Mi ricordo del primo prigioniero di cui ebbi ad occuparmi.

Si chiamava Victor Romeo; figlio di un diplomatico francese sposato in Cile con una cilena durante la seconda guerra mondiale, il quale, entrato poi nella Resistenza, era stato fucilato dai Tedeschi.

La sua vedova era rimpatriata con il piccolo Victor appena nato.

Era cresciuto  in Cile senza più alcun legame con la Francia e aveva aderito al Movimento della sinistra rivoluzionaria partigiano della lotta armata.

La sera del colpo di Stato, aveva raggiunto la sua cellula di militanti e il piccolo gruppo si era armato e diviso in due per setacciare il quartiere alla ricerca di militari golpisti.

Ma disgraziatamente i due distaccamenti si erano incrociati nella notte e sparati addosso l’un l’altro.

In preda al panico si erano rassegnati a chiamare la polizia e  per questo Victor Romeo, gravemente ferito ad una gamba, si era ritrovato prigioniero all’ospedale.

Andavo a trovarlo in prigione e, stando con lui, facevo grandi progressi in spagnolo.

Alla fine Romeo è stato condannato ad una pena immediatamente convertita in espulsione.

L’abbiamo fatto evacuare verso la Francia, l’ho salutato all’aeroporto e non l’ho visto mai più.

Ricordo di essere stato contattato da una famiglia angosciata per il padre detenuto a Arica, a nord del paese.

Telefonai al direttore della prigione per dirgli che teneva prigioniero un Francese al quale l’ambasciata di Francia teneva molto.

Di fatto era un Cileno con radici francesi che però, come Romeo e la maggioranza dei Franco-cileni non spiccicava una parola di francese.

Il mio spagnolo era ancora grezzo e la linea non prendeva bene, la voce gracchiava.

La conversazione quindi era stata breve ma il direttore, a duemila chilometri di distanza, pareva essere stato molto impressionato per aver parlato con un diplomatico straniero.

In seguito, non me ne sono più occupato.

Il detenuto in questione fu poi liberato otto o dieci mesi più tardi;  venne a trovarmi e mi disse che tutti i prigionieri del suo raggio, tranne lui, erano stati fucilati.
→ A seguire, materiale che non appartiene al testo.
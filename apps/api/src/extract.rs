use axum::extract::FromRequest;

use crate::errors::AppError;

/// `axum::Json` whose rejections (bad content type, unparsable body, wrong
/// field types) come back as `AppError::Validation` JSON bodies.
#[derive(FromRequest)]
#[from_request(via(axum::Json), rejection(AppError))]
pub struct AppJson<T>(pub T);
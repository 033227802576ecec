use std::path::PathBuf;
use std::sync::Arc;

use tokio::sync::OnceCell;
use tracing::warn;

use crate::vocabulary::{load_vocabulary, Vocabulary, VocabularyError};

/// Load-once holder for the vocabulary, shared through `AppState`.
///
/// The first successful load is kept for the life of the process and is
/// read-only afterwards. A failed load is returned to the caller that
/// triggered it and the next caller tries again.
pub struct VocabularyCache {
    path: PathBuf,
    cell: OnceCell<Arc<Vocabulary>>,
}

impl VocabularyCache {
    pub fn new(path: impl Into<PathBuf>) -> Self {
        Self {
            path: path.into(),
            cell: OnceCell::new(),
        }
    }

    /// A cache that is already initialised with `vocabulary`.
    #[cfg(test)]
    pub fn preloaded(vocabulary: Vocabulary) -> Self {
        Self {
            path: PathBuf::new(),
            cell: OnceCell::new_with(Some(Arc::new(vocabulary))),
        }
    }

    pub async fn get(&self) -> Result<Arc<Vocabulary>, VocabularyError> {
        self.cell
            .get_or_try_init(|| async { load_vocabulary(&self.path).await.map(Arc::new) })
            .await
            .map(Arc::clone)
    }

    /// Startup warm-up. Failure is logged and left for the first request to retry.
    pub async fn warm_up(&self) {
        if let Err(e) = self.get().await {
            warn!("Vocabulary not loaded at startup: {e}");
        }
    }
}
//! Token Validation — pluggable check that a string is a single word token.
//!
//! Default: `AlphabeticTokenValidator` (pure-Rust, deterministic, no I/O).
//! Optional: `RemoteTokenValidator` (HTTP tokenizer service, enabled by `TOKENIZER_URL`).
//!
//! `AppState` holds an `Arc<dyn TokenValidator>`. The word search never calls it.

pub mod handlers;

use async_trait::async_trait;
use reqwest::Client;
use serde::{Deserialize, Serialize};
use thiserror::Error;
use tracing::debug;

const TOKENIZER_TIMEOUT_SECS: u64 = 10;

#[derive(Debug, Error)]
pub enum TokenizerError {
    #[error("HTTP error: {0}")]
    Http(#[from] reqwest::Error),

    #[error("tokenizer returned status {status}: {message}")]
    Api { status: u16, message: String },
}

// ────────────────────────────────────────────────────────────────────────────
// Trait definition
// ────────────────────────────────────────────────────────────────────────────

#[async_trait]
pub trait TokenValidator: Send + Sync {
    async fn is_valid_word_token(&self, word: &str) -> Result<bool, TokenizerError>;

    /// Short backend name, reported alongside validation results.
    fn backend(&self) -> &'static str;
}

// ────────────────────────────────────────────────────────────────────────────
// AlphabeticTokenValidator — default
// ────────────────────────────────────────────────────────────────────────────

/// Accepts a string when it is exactly one token made only of letters:
/// non-empty after trimming, no inner whitespace, no digits or punctuation.
pub struct AlphabeticTokenValidator;

#[async_trait]
impl TokenValidator for AlphabeticTokenValidator {
    async fn is_valid_word_token(&self, word: &str) -> Result<bool, TokenizerError> {
        Ok(is_alphabetic_token(word))
    }

    fn backend(&self) -> &'static str {
        "alphabetic"
    }
}

fn is_alphabetic_token(word: &str) -> bool {
    let word = word.trim();
    !word.is_empty() && word.chars().all(char::is_alphabetic)
}

// ────────────────────────────────────────────────────────────────────────────
// RemoteTokenValidator — external tokenizer service
// ────────────────────────────────────────────────────────────────────────────

#[derive(Debug, Serialize)]
struct TokenizeRequest<'a> {
    text: &'a str,
}

#[derive(Debug, Deserialize)]
struct TokenizeResponse {
    valid: bool,
}

/// Delegates to a tokenizer service: `POST {url}` with `{"text": ...}`,
/// expecting `{"valid": bool}` back.
pub struct RemoteTokenValidator {
    client: Client,
    url: String,
}

impl RemoteTokenValidator {
    pub fn new(url: String) -> Result<Self, TokenizerError> {
        let client = Client::builder()
            .timeout(std::time::Duration::from_secs(TOKENIZER_TIMEOUT_SECS))
            .build()?;
        Ok(Self { client, url })
    }
}

#[async_trait]
impl TokenValidator for RemoteTokenValidator {
    async fn is_valid_word_token(&self, word: &str) -> Result<bool, TokenizerError> {
        let response = self
            .client
            .post(&self.url)
            .json(&TokenizeRequest { text: word })
            .send()
            .await?;

        let status = response.status();
        if !status.is_success() {
            let message = response.text().await.unwrap_or_default();
            return Err(TokenizerError::Api {
                status: status.as_u16(),
                message,
            });
        }

        let body: TokenizeResponse = response.json().await?;
        debug!("Tokenizer verdict for {word:?}: {}", body.valid);
        Ok(body.valid)
    }

    fn backend(&self) -> &'static str {
        "remote"
    }
}
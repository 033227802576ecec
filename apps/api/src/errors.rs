use axum::{
    extract::rejection::JsonRejection,
    http::StatusCode,
    response::{IntoResponse, Response},
    Json,
};
use serde_json::json;
use thiserror::Error;

use crate::search::request::RequestError;
use crate::tokens::TokenizerError;
use crate::vocabulary::VocabularyError;

/// Application-level error type.
/// Implements `IntoResponse` so Axum handlers can return `Result<T, AppError>`.
#[derive(Debug, Error)]
pub enum AppError {
    #[error("Validation error: {0}")]
    Validation(String),

    #[error("Vocabulary unavailable: {0}")]
    Vocabulary(#[from] VocabularyError),

    #[error("Tokenizer error: {0}")]
    Tokenizer(#[from] TokenizerError),

    #[error("Internal server error: {0}")]
    Internal(#[from] anyhow::Error),
}

impl From<RequestError> for AppError {
    fn from(err: RequestError) -> Self {
        AppError::Validation(err.to_string())
    }
}

impl From<JsonRejection> for AppError {
    fn from(rejection: JsonRejection) -> Self {
        AppError::Validation(rejection.body_text())
    }
}

impl IntoResponse for AppError {
    fn into_response(self) -> Response {
        let (status, code, message) = match &self {
            AppError::Validation(msg) => (StatusCode::BAD_REQUEST, "VALIDATION_ERROR", msg.clone()),
            AppError::Vocabulary(e) => {
                tracing::error!("Vocabulary error: {e}");
                (
                    StatusCode::SERVICE_UNAVAILABLE,
                    "VOCABULARY_UNAVAILABLE",
                    "The word list could not be loaded".to_string(),
                )
            }
            AppError::Tokenizer(e) => {
                tracing::error!("Tokenizer error: {e}");
                (
                    StatusCode::BAD_GATEWAY,
                    "TOKENIZER_ERROR",
                    "The tokenizer service failed".to_string(),
                )
            }
            AppError::Internal(e) => {
                tracing::error!("Internal error: {e:?}");
                (
                    StatusCode::INTERNAL_SERVER_ERROR,
                    "INTERNAL_ERROR",
                    "An internal server error occurred".to_string(),
                )
            }
        };

        let body = Json(json!({
            "error": {
                "code": code,
                "message": message
            }
        }));

        (status, body).into_response()
    }
}
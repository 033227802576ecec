// Word search: request validation, the filter pipeline, and result presentation.
// The pipeline is pure; handlers own vocabulary access and response shaping.

pub mod export;
pub mod filter;
pub mod handlers;
pub mod highlight;
pub mod request;
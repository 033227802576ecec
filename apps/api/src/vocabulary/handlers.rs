use axum::{extract::State, Json};

use crate::errors::AppError;
use crate::state::AppState;
use crate::vocabulary::VocabularySummary;

/// GET /api/v1/vocabulary
/// Loads the vocabulary if needed and reports its size and origin.
pub async fn handle_vocabulary_summary(
    State(state): State<AppState>,
) -> Result<Json<VocabularySummary>, AppError> {
    let vocabulary = state.vocabulary.get().await?;
    Ok(Json(vocabulary.summary()))
}
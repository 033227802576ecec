//! Axum route handlers for the word search API.

use axum::{
    extract::State,
    http::header,
    response::IntoResponse,
    Json,
};
use serde::{Deserialize, Serialize};
use tracing::debug;

use crate::errors::AppError;
use crate::extract::AppJson;
use crate::search::export::{export_text, EXPORT_FILE_NAME};
use crate::search::filter::find_words;
use crate::search::highlight::highlight_letter;
use crate::search::request::{FilterRequest, LengthRange, RequestError, MAX_LENGTH, MIN_LENGTH};
use crate::state::AppState;

// ────────────────────────────────────────────────────────────────────────────
// Request / Response types
// ────────────────────────────────────────────────────────────────────────────

/// Missing letter fields deserialize as empty strings so they fail
/// validation with a readable message instead of a JSON rejection.
#[derive(Debug, Deserialize)]
pub struct SearchRequest {
    #[serde(default)]
    pub mandatory: String,
    #[serde(default)]
    pub complementary: String,
    #[serde(default = "default_min_length")]
    pub min_length: usize,
    #[serde(default = "default_max_length")]
    pub max_length: usize,
}

fn default_min_length() -> usize {
    MIN_LENGTH
}

fn default_max_length() -> usize {
    MAX_LENGTH
}

impl SearchRequest {
    pub fn to_filter_request(&self) -> Result<FilterRequest, RequestError> {
        let range = LengthRange::new(self.min_length, self.max_length)?;
        FilterRequest::new(&self.mandatory, &self.complementary, range)
    }
}

#[derive(Debug, Clone, Serialize)]
pub struct ResultWord {
    pub word: String,
    pub length: usize,
    pub highlighted: String,
}

#[derive(Debug, Clone, Copy, PartialEq, Eq, Serialize)]
#[serde(rename_all = "snake_case")]
pub enum SearchStatus {
    Found,
    Empty,
}

#[derive(Debug, Serialize)]
pub struct SearchResponse {
    pub status: SearchStatus,
    pub count: usize,
    pub message: String,
    pub words: Vec<ResultWord>,
}

impl SearchResponse {
    fn new(words: Vec<String>, mandatory: char) -> Self {
        if words.is_empty() {
            return Self {
                status: SearchStatus::Empty,
                count: 0,
                message: "No words found.".to_string(),
                words: vec![],
            };
        }

        let words: Vec<ResultWord> = words
            .into_iter()
            .map(|word| ResultWord {
                length: word.chars().count(),
                highlighted: highlight_letter(&word, mandatory),
                word,
            })
            .collect();

        Self {
            status: SearchStatus::Found,
            count: words.len(),
            message: format!("{} words found", words.len()),
            words,
        }
    }
}

// ────────────────────────────────────────────────────────────────────────────
// Handlers
// ────────────────────────────────────────────────────────────────────────────

/// Validates the request before touching the vocabulary, then runs the pipeline.
async fn run_search(
    state: &AppState,
    request: &SearchRequest,
) -> Result<(FilterRequest, Vec<String>), AppError> {
    let filter = request.to_filter_request()?;
    let vocabulary = state.vocabulary.get().await?;
    let words = find_words(&vocabulary, &filter);

    debug!(
        "Search mandatory={:?} complementary={:?} range={}..={}: {} of {} words",
        filter.mandatory(),
        filter.complementary(),
        filter.length_range().min(),
        filter.length_range().max(),
        words.len(),
        vocabulary.len()
    );

    Ok((filter, words))
}

/// POST /api/v1/words/search
///
/// Returns the matching words with length and highlighted form, or an
/// `empty` status when nothing matches.
pub async fn handle_search(
    State(state): State<AppState>,
    AppJson(request): AppJson<SearchRequest>,
) -> Result<Json<SearchResponse>, AppError> {
    let (filter, words) = run_search(&state, &request).await?;
    Ok(Json(SearchResponse::new(words, filter.mandatory())))
}

/// POST /api/v1/words/export
///
/// Same search, returned as a downloadable plain-text list.
pub async fn handle_export(
    State(state): State<AppState>,
    AppJson(request): AppJson<SearchRequest>,
) -> Result<impl IntoResponse, AppError> {
    let (_, words) = run_search(&state, &request).await?;

    let headers = [
        (header::CONTENT_TYPE, "text/plain; charset=utf-8".to_string()),
        (
            header::CONTENT_DISPOSITION,
            format!("attachment; filename=\"{EXPORT_FILE_NAME}\""),
        ),
    ];

    Ok((headers, export_text(&words)))
}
Venivano a prendere i suoi compagni di cella con una frase di rito: “Ven, vamos a sacarte la fotografía” (“vieni, ti facciamo la foto”).

Lui, lo chiamavano ‘el Francès’.

Mi ricordo anche delle sale per le udienze dei tribunali militari.

Da qualche parte a nord di Santiago, alla caserma delle Forze aeree, ho così potuto assistere al processo di un generale leale all’Unità popolare.

Alla fine dell’udienza fu condannato a morte benché l’atmosfera fosse la medesima di un’udienza di routine.

Forse la sentenza non fu poi eseguita.

Ad un altro processo davanti al tribunale militare, l’accusato, un amico di Allende, un Franco-cileno molto distinto di cui mi occupavo, era arrivato con le catene ai piedi.

Strisciando sul pavimento facevano un rumore veramente orribile.

Mi ricordo di un giovane Vietnamita che si chiamava Trân e che veniva a trovarmi ogni tanto all’ambasciata, ben contento di andarsene con due o tre pacchetti di Gauloises.

Era venuto in Cile per partecipare all’Unità popolare e si era sposato con una giovane Cilena.

Seppi, in seguito, che lo avevano  arrestato.

Il suo corpo torturato fu poi trovato e credo di avere ancora, da qualche parte,  una fotografia del suo viso tumefatto.

Eravamo una dozzina di persone al suo funerale al grande cimitero centrale di Santiago.

In quell’angolo c’erano molte fosse scavate da poco, senza croce né pietra.

Mi ricordo che in Cile, paese profondamente cattolico, oltre che del dolce vivere, fiorivano scarse vocazioni sacerdotali.

Perciò accoglieva preti europei, segnatamente francesi.

Purtroppo si facevano prendere dall’atmosfera proprio come capitò a quel parroco francese, officiante in provincia, nella regione di Copiapo.

I suoi genitori, molto pii, avevano saputo, dopo, che il loro figlio era stato giustiziato durante il Colpo di Stato perché ritenuto filo-marxista, che precedentemente si era sposato con una Cilena et che aveva avuto, da lei, un bambino.

Era davvero troppo ma tutto sommato furono poi contenti di avere un nipotino insperato e avevano fatto venire in Francia sia il bambino che la madre.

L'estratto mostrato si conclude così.